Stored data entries
┏━━

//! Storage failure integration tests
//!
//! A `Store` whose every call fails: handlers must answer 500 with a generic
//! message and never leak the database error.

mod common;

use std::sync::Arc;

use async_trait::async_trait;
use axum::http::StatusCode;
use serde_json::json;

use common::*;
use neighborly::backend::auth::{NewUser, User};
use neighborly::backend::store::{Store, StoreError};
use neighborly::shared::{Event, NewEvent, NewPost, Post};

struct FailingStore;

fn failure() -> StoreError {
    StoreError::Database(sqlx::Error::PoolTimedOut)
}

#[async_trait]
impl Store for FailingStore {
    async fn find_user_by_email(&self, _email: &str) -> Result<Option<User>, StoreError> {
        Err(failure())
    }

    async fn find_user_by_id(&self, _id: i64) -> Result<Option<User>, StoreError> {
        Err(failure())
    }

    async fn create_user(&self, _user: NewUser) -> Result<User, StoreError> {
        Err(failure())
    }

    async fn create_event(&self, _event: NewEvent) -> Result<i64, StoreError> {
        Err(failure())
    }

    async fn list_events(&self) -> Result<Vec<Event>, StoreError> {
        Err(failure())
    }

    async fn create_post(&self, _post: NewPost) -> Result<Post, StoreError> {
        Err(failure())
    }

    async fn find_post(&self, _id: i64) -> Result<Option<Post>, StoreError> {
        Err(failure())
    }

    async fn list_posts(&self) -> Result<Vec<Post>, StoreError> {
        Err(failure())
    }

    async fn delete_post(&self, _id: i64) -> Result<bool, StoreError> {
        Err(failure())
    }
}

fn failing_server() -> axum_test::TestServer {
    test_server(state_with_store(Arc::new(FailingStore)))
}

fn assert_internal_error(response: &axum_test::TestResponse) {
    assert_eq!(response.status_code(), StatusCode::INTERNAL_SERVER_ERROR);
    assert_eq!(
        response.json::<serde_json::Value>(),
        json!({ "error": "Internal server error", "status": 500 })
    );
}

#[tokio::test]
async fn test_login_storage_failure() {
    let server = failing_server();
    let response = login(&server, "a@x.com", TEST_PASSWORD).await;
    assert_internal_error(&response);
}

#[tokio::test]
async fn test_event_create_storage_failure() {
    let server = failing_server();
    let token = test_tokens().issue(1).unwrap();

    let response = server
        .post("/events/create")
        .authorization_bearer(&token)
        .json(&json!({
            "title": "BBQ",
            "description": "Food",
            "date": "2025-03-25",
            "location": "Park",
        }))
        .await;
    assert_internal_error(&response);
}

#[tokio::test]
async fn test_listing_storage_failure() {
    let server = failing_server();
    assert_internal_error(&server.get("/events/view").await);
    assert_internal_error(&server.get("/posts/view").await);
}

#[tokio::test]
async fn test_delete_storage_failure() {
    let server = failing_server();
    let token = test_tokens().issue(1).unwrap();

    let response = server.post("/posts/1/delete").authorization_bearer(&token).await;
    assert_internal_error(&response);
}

┗━━

• WHAT IS NEEDED: Scan the entries above. Copy each line that has the string "FailingStore".

• EXERCISE ANSWER:
struct FailingStore;
impl Store for FailingStore {
    test_server(state_with_store(Arc::new(FailingStore)))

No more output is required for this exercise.